JAKARTA – pemerintahan resmi meninggikan Pajak Pertambahan Kuantitas ( PPN ) untuk barang mewah dari semula 11% menjadi 12% pada 2025. Kenaikan PPN menjadi 12% diharapkan dapat menambah penerimaan negara yang pada akhirnya juga diharapkan sanggup menyokong peningkatan dunia usaha nasional. Lantas apakah peningkatan tarif PPN benar-benar dapat menambah penerimaan negara dan juga efektif memajukan ekonomi nasional?
Senior Fellow Center for Indonesian Policy Studies (CIPS) Krisna Gupta menyatakan kenaikan tarif PPN sebenarnya sudah ada diinisiasi pada April 2022, pada mana ketika itu tarif PPN naik dari 10% ke 11%. Dan meskipun PPN sudah pernah ditambah, nyatanya penerimaan melalui PPN untuk Barang Mewah (PPnBM) selalu berada di tempat sekitar 3,5% Pendapatan Domestik Bruto nominal.
Krisna mengumumkan hal ini menunjukkan peningkatan PPN 11% pada 2022 belum berhasil memacu penerimaan. Bukan tanpa alasan, mengingat kenaikan tarif pajak secara teori berpotensi menekan peningkatan ekonomi. Sebab itu, meskipun tarifnya naik, nilai penerimaan belum tentu mengambil bagian naik jikalau aktivitas kegiatan ekonomi menurun.
Krisna berpendapat, tidaklah efisiennya penerimaan PPN juga diakibatkan oleh pengecualian untuk beberapa barang dan juga jasa. Terlebih PPN belaka dikenakan untuk usaha-usaha yang dimaksud dimiliki oleh Pengusaha Kena Pajak (PKP), yang mana kemungkinan juga tidaklah mendominasi pengusaha perusahaan di tempat Indonesia.
Di samping itu, semakin tinggi PPN, semakin tinggi pula insentif untuk menjadi pengusaha perusahaan non-PKP. Untuk itu Krisna menilai perlu dilaksanakan upaya yang tepat agar bisa jadi menggalakkan semakin berbagai usaha untuk dapat menjadi usaha PKP.

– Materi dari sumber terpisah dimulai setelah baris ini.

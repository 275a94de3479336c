use game_core::{Config, Events, FrameInput, RoundController, Score, Side};

use crate::controls::PointerEvent;
use crate::error::SessionError;
use crate::fsm::{GameAction, GameFsm, GameState, TransitionResult};
use crate::menus::{Key, MenuAction, PauseMenu, PostGameMenu, StartMenu, VisualStyle};
use crate::players::{MatchLog, MatchRecord, PlayerNames};

/// A two-player match on one machine: menus, pause handling, score and
/// match history around a single `RoundController`.
pub struct LocalMatch {
    fsm: GameFsm,
    round: RoundController,
    score: Score,
    names: Option<PlayerNames>,
    log: MatchLog,
    win_score: u8,
    pub start_menu: StartMenu,
    pub pause_menu: PauseMenu,
    pub postgame_menu: PostGameMenu,
    exit_requested: bool,
}

impl LocalMatch {
    pub fn new(config: Config, seed: u64) -> Result<Self, SessionError> {
        let width = config.playfield_width;
        let win_score = config.win_score;
        let round = RoundController::new(config, seed)?;

        Ok(Self {
            fsm: GameFsm::new(),
            round,
            score: Score::new(),
            names: None,
            log: MatchLog::new(),
            win_score,
            start_menu: StartMenu::new(width),
            pause_menu: PauseMenu::new(width),
            postgame_menu: PostGameMenu::new(width),
            exit_requested: false,
        })
    }

    fn transition(&mut self, action: GameAction) -> Result<TransitionResult, SessionError> {
        let result = self.fsm.transition(action);
        if result.success {
            Ok(result)
        } else {
            Err(SessionError::InvalidTransition {
                from: result.from_state,
                action,
            })
        }
    }

    fn reset_game(&mut self) {
        self.score.reset();
        self.round.reset_round();
    }

    fn record_match(&mut self) {
        if let Some(names) = &self.names {
            self.log.record(MatchRecord::new(names.clone(), self.score));
        }
    }

    /// Leave the start menu and begin a fresh game
    pub fn start(&mut self, names: PlayerNames) -> Result<(), SessionError> {
        if names.left.trim().is_empty() || names.right.trim().is_empty() {
            return Err(SessionError::MissingPlayerName);
        }
        self.transition(GameAction::Start)?;
        log::info!("{} vs {}", names.left, names.right);
        self.names = Some(names);
        self.reset_game();
        Ok(())
    }

    pub fn pause(&mut self) -> Result<(), SessionError> {
        self.transition(GameAction::Pause).map(|_| ())
    }

    pub fn resume(&mut self) -> Result<(), SessionError> {
        self.transition(GameAction::Resume).map(|_| ())
    }

    /// Restart the current game from 0-0 without leaving the pause menu's flow
    pub fn reset(&mut self) -> Result<(), SessionError> {
        self.transition(GameAction::Reset)?;
        self.reset_game();
        Ok(())
    }

    /// Abandon the game; the partial score still goes into the log
    pub fn end_game(&mut self) -> Result<(), SessionError> {
        self.transition(GameAction::EndGame)?;
        self.record_match();
        Ok(())
    }

    pub fn play_again(&mut self) -> Result<(), SessionError> {
        self.transition(GameAction::PlayAgain)?;
        self.reset_game();
        Ok(())
    }

    pub fn main_menu(&mut self) -> Result<(), SessionError> {
        self.transition(GameAction::MainMenu)?;
        self.reset_game();
        Ok(())
    }

    pub fn handle_key(&mut self, key: Key) -> Result<(), SessionError> {
        match (self.fsm.state(), key) {
            (GameState::Menu, _) => {
                let action = self.start_menu.handle_key(key);
                self.apply(action)
            }
            (GameState::Playing, Key::Escape | Key::Space) => self.pause(),
            (GameState::Paused, Key::Escape | Key::Space) => self.resume(),
            _ => Ok(()),
        }
    }

    pub fn handle_pointer(&mut self, event: PointerEvent) -> Result<(), SessionError> {
        let action = match self.fsm.state() {
            GameState::Menu => self.start_menu.handle_pointer(event),
            GameState::Paused => self.pause_menu.handle_pointer(event),
            GameState::PostGame => self.postgame_menu.handle_pointer(event),
            GameState::Playing => MenuAction::None,
        };
        self.apply(action)
    }

    fn apply(&mut self, action: MenuAction) -> Result<(), SessionError> {
        match action {
            MenuAction::None => Ok(()),
            MenuAction::Start(names) => self.start(names),
            MenuAction::Exit => {
                self.exit_requested = true;
                Ok(())
            }
            MenuAction::Resume => self.resume(),
            MenuAction::Reset => self.reset(),
            MenuAction::EndGame => self.end_game(),
            MenuAction::PlayAgain => self.play_again(),
            MenuAction::MainMenu => self.main_menu(),
        }
    }

    /// Advance one rendered frame. Returns the frame's events, or `None`
    /// when the match is not being played.
    pub fn frame(&mut self, dt: f64, input: FrameInput) -> Result<Option<Events>, SessionError> {
        if !self.fsm.is_playing() {
            return Ok(None);
        }

        self.round
            .set_acceleration_enabled(self.pause_menu.acceleration_enabled());

        let events = match self.round.step(dt, input, self.pause_menu.multipliers()) {
            Ok(events) => events,
            Err(err) => {
                log::error!("frame failed, restarting round: {}", err);
                self.round.reset_round();
                return Ok(None);
            }
        };

        if let Some(side) = events.scored() {
            self.score.increment(side);
            log::info!("score {}-{}", self.score.left, self.score.right);

            if let Some(winner) = self.winner() {
                log::info!("{:?} wins", winner);
                self.transition(GameAction::GameOver)?;
                self.record_match();
            }
        }

        Ok(Some(events))
    }

    pub fn state(&self) -> GameState {
        self.fsm.state()
    }

    pub fn score(&self) -> Score {
        self.score
    }

    pub fn winner(&self) -> Option<Side> {
        self.score.has_winner(self.win_score)
    }

    pub fn names(&self) -> Option<&PlayerNames> {
        self.names.as_ref()
    }

    pub fn log(&self) -> &MatchLog {
        &self.log
    }

    pub fn round(&self) -> &RoundController {
        &self.round
    }

    pub fn style(&self) -> VisualStyle {
        self.start_menu.style()
    }

    pub fn exit_requested(&self) -> bool {
        self.exit_requested
    }
}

“Mendorong semakin berbagai bidang usaha untuk menjadi perniagaan PKP harus menjadi prioritas. Pengembangan tarif PPN berarti melakukan pengunduran pajak pada subjek pajak yang digunakan selama ini sudah ada patuh membayar pajak,” jelas Krisna, Hari Sabtu (4/1/2025).
Dia melanjutkan, apabila tarif pajak meningkat, maka semakin sedikit alasan untuk terus menjadi PKP. Karena itu, ekstensifikasi untuk menambah jumlah agregat PKP harus diutamakan, alih-alih melakukan intensifikasi melalui peningkatan tarif.

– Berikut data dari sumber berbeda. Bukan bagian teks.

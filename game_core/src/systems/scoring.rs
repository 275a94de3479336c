use hecs::World;

use crate::{Ball, Events, GameRng, Side};

/// Check if ball left the court. On a point the ball is served again
/// from the court center.
pub fn check_scoring(world: &mut World, events: &mut Events, rng: &mut GameRng) -> Option<Side> {
    let mut scorer = None;
    for (_entity, ball) in world.query_mut::<&mut Ball>() {
        if let Some(side) = ball.check_score() {
            log::info!("{:?} side scores", side);
            events.record_score(side);

            let center = ball.playfield().center();
            ball.reset(center.x, center.y, rng);
            scorer = Some(side);
        }
    }
    scorer
}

Pemerintah juga dapat menggalakkan ekstensifikasi penerimaan negara dengan meningkatkan kemudahan berusaha, menurunkan restriksi pasar, lalu merancang lingkungan kewirausahaan yang digunakan sehat agar memacu pertumbuhan UMKM. Krisna pun mengapresiasi jikalau pembatalan penerapan PPN 12% dilakukan.

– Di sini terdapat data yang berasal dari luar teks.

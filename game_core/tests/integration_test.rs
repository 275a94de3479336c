use game_core::*;

fn small_court() -> Playfield {
    Playfield::new(800.0, 600.0)
}

fn small_ball(position: Vector2D, velocity: Vector2D) -> Ball {
    let mut ball = Ball::new(position, 10.0, 300.0, small_court()).unwrap();
    ball.velocity = velocity;
    ball
}

#[test]
fn test_left_paddle_center_hit_scenario() {
    // 800x600 court, paddle 10x100 at x=20 centered on y=300
    let paddle = Paddle::new(
        Side::Left,
        Vector2D::new(20.0, 250.0),
        10.0,
        100.0,
        400.0,
        small_court(),
    )
    .unwrap();
    let mut ball = small_ball(Vector2D::new(30.0, 300.0), Vector2D::new(-50.0, 0.0));

    assert!(ball.check_paddle_collision(&paddle));
    ball.reflect_from_paddle(&paddle);

    assert!(ball.velocity.x > 0.0, "Ball should bounce away from left paddle");
    assert!(ball.velocity.y.abs() < 1e-9, "Center hit gives a flat return");
}

#[test]
fn test_top_wall_scenario() {
    let mut ball = small_ball(Vector2D::new(400.0, 5.0), Vector2D::new(120.0, -90.0));

    assert!(ball.check_wall_collision());
    assert!(ball.velocity.y > 0.0);
    assert_eq!(ball.velocity.x, 120.0);
}

#[test]
fn test_round_reset_scenario() {
    let mut rng = GameRng::new(2024);
    let mut ball = small_ball(Vector2D::new(13.0, 71.0), Vector2D::new(-999.0, 3.0));

    ball.reset(400.0, 300.0, &mut rng);

    assert_eq!(ball.position, Vector2D::new(400.0, 300.0));
    assert!((ball.velocity.magnitude() - ball.base_speed()).abs() < 1e-9);
    let angle = ball.velocity.y.atan2(ball.velocity.x.abs());
    assert!(angle.abs() <= std::f64::consts::FRAC_PI_4 + 1e-12);
}

#[test]
fn test_scoring_boundaries_scenario() {
    let ball = small_ball(Vector2D::new(-1.0, 300.0), Vector2D::new(-10.0, 0.0));
    assert_eq!(ball.check_score(), Some(Side::Right));

    let ball = small_ball(Vector2D::new(801.0, 300.0), Vector2D::new(10.0, 0.0));
    assert_eq!(ball.check_score(), Some(Side::Left));

    let ball = small_ball(Vector2D::new(400.0, 300.0), Vector2D::new(10.0, 0.0));
    assert_eq!(ball.check_score(), None);
}

#[test]
fn test_rally_keeps_entities_on_court() {
    let config = Config::new();
    let mut round = RoundController::new(config.clone(), 7).unwrap();
    let field = config.playfield();

    let mut points = 0;
    let mut wall_hits = 0;

    for frame in 0..6000 {
        // Sweep both paddles up and down
        let dir = if (frame / 90) % 2 == 0 {
            PaddleDirection::Up
        } else {
            PaddleDirection::Down
        };
        let events = round
            .step(1.0 / 60.0, FrameInput::new(dir, dir), SpeedMultipliers::default())
            .unwrap();

        if events.scored().is_some() {
            points += 1;
        }
        if events.ball_hit_wall {
            wall_hits += 1;
        }

        let ball = round.ball().unwrap();
        assert!(ball.position.y - ball.radius() >= field.top() - 1e-9);
        assert!(ball.position.y + ball.radius() <= field.bottom() + 1e-9);

        for side in [Side::Left, Side::Right] {
            let rect = round.paddle(side).unwrap().get_rect();
            assert!(rect.top() >= field.top());
            assert!(rect.bottom() <= field.bottom());
        }
    }

    assert!(points > 0, "A 100 second rally should produce points");
    assert!(wall_hits > 0, "Serves at an angle should reach a wall");
    assert!(round.elapsed() > 99.0);
}

#[test]
fn test_paddle_returns_ball_in_play() {
    let config = Config::new();
    let mut round = RoundController::new(config.clone(), 11).unwrap();

    // Keep serving until the ball heads left, then track it with the left paddle
    let mut returned = false;
    for _ in 0..20_000 {
        let ball = round.ball().unwrap();
        let paddle = round.paddle(Side::Left).unwrap();
        let dir = if ball.position.y < paddle.center().y - 5.0 {
            PaddleDirection::Up
        } else if ball.position.y > paddle.center().y + 5.0 {
            PaddleDirection::Down
        } else {
            PaddleDirection::Stop
        };

        let events = round
            .step(
                1.0 / 60.0,
                FrameInput::new(dir, PaddleDirection::Stop),
                SpeedMultipliers::default(),
            )
            .unwrap();

        if events.ball_hit_paddle == Some(Side::Left) {
            let ball = round.ball().unwrap();
            assert!(ball.velocity.x > 0.0);
            assert!(ball.speed() > config.ball_base_speed, "Acceleration is on by default");
            returned = true;
            break;
        }
    }
    assert!(returned, "Tracking paddle should return the ball");
}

“Pembatalan penerapan PPN 12% secara umum patut diapresiasi dalam berada dalam rendahnya daya beli masyarakat, massive layoff pada sektor padat karya kemudian deflasi. Memang, negara yang mana miliki target pertumbuhan perekonomian yang tinggi pada umumnya justru melakukan ekspansi fiskal dengan memotong pajak, alih-alih meningkatkannya,” ucapnya.